╭─ SUPPLIED MATERIAL

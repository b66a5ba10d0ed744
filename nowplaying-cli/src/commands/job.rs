//! Job command handlers
//!
//! Direct access to the job endpoints: submit a lookup, check a handle
//! once, or poll an existing handle until it finishes.

use anyhow::{Context, Result};
use clap::Subcommand;
use colored::*;
use nowplaying_client::{JobClient, MusicField, SessionEnd, deliver_to};
use nowplaying_core::domain::job::{JobHandle, JobOutcome, PollResult};
use nowplaying_core::dto::job::SubmitParams;
use std::sync::Arc;
use tracing::info;

use super::music::{error_sink, print_field};
use crate::config::Config;

/// Job subcommands
#[derive(Subcommand)]
pub enum JobCommands {
    /// Submit a lookup job and print its handle
    Submit {
        /// Extra form fields as key=value
        #[arg(long = "param", value_parser = parse_key_val)]
        params: Vec<(String, String)>,
    },
    /// Check the status of a job once
    Status {
        /// Job handle
        handle: String,
    },
    /// Poll a job until it finishes (Ctrl-C cancels)
    Watch {
        /// Job handle
        handle: String,
    },
}

/// Handle job commands
///
/// # Arguments
/// * `command` - The job command to execute
/// * `config` - The CLI configuration
pub async fn handle_job_command(command: JobCommands, config: &Config) -> Result<()> {
    match command {
        JobCommands::Submit { params } => submit_job(config, params).await,
        JobCommands::Status { handle } => {
            let client = config.job_client()?;
            job_status(&client, JobHandle::new(handle)).await
        }
        JobCommands::Watch { handle } => watch_job(config, JobHandle::new(handle)).await,
    }
}

/// Submit a lookup job
async fn submit_job(config: &Config, extra: Vec<(String, String)>) -> Result<()> {
    let user = config
        .user
        .as_deref()
        .context("No Last.fm user configured (use --user or NOWPLAYING_USER)")?;

    let params = extra
        .into_iter()
        .fold(SubmitParams::for_user(user), |params, (key, value)| {
            params.with(key, value)
        });

    let handle = config.poller()?.submit(&params).await?;

    println!("{} Submitted job {}", "✓".green(), handle.to_string().bold());
    Ok(())
}

/// Check a job once
async fn job_status(client: &JobClient, handle: JobHandle) -> Result<()> {
    let status = client
        .job_status(&handle)
        .await
        .with_context(|| format!("Failed to check job {}", handle))?;

    match status {
        PollResult::Running => println!("Job {}: {}", handle, "running".yellow()),
        PollResult::Succeeded(payload) => {
            println!("Job {}: {}", handle, "success".green());
            println!("    Result: {}", payload.dimmed());
        }
        PollResult::Failed(status) => println!("Job {}: {}", handle, status.red()),
    }

    Ok(())
}

/// Poll a job until a terminal state or Ctrl-C
async fn watch_job(config: &Config, handle: JobHandle) -> Result<()> {
    let poller = config.poller()?;
    let field = Arc::new(MusicField::new(config.loading_mode));

    let session = poller.start_polling(handle, deliver_to(field.clone(), error_sink(config)));

    println!(
        "{}",
        format!(
            "Polling job {} every {:?}...",
            session.handle(),
            poller.interval()
        )
        .dimmed()
    );

    tokio::select! {
        _ = tokio::signal::ctrl_c() => {
            info!("Interrupted, cancelling session {}", session.id());
            session.cancel();
        }
        _ = session.stopped() => {}
    }

    match session.wait().await? {
        SessionEnd::Completed(JobOutcome::Success(_)) => print_field(&field.value()),
        SessionEnd::Completed(JobOutcome::Failure(message)) => {
            println!("{}", message.red());
        }
        SessionEnd::Cancelled => println!("{}", "Cancelled.".yellow()),
    }

    Ok(())
}

/// Parse a `key=value` pair
fn parse_key_val(s: &str) -> std::result::Result<(String, String), String> {
    let (key, value) = s
        .split_once('=')
        .ok_or_else(|| format!("invalid KEY=value: no `=` found in `{}`", s))?;

    if key.is_empty() {
        return Err(format!("invalid KEY=value: empty key in `{}`", s));
    }

    Ok((key.to_string(), value.to_string()))
}

#[cfg(test)]
mod tests {
    use super::*;

    #[test]
    fn test_parse_key_val() {
        assert_eq!(
            parse_key_val("source=lastfm").unwrap(),
            ("source".to_string(), "lastfm".to_string())
        );
        assert_eq!(
            parse_key_val("empty=").unwrap(),
            ("empty".to_string(), String::new())
        );
        assert!(parse_key_val("novalue").is_err());
        assert!(parse_key_val("=x").is_err());
    }
}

╰─

ASSIGNMENT:
Scan the material for lines that hold the word "unwrap", then say how many there are and nothing else.

EXERCISE OUTPUT:
2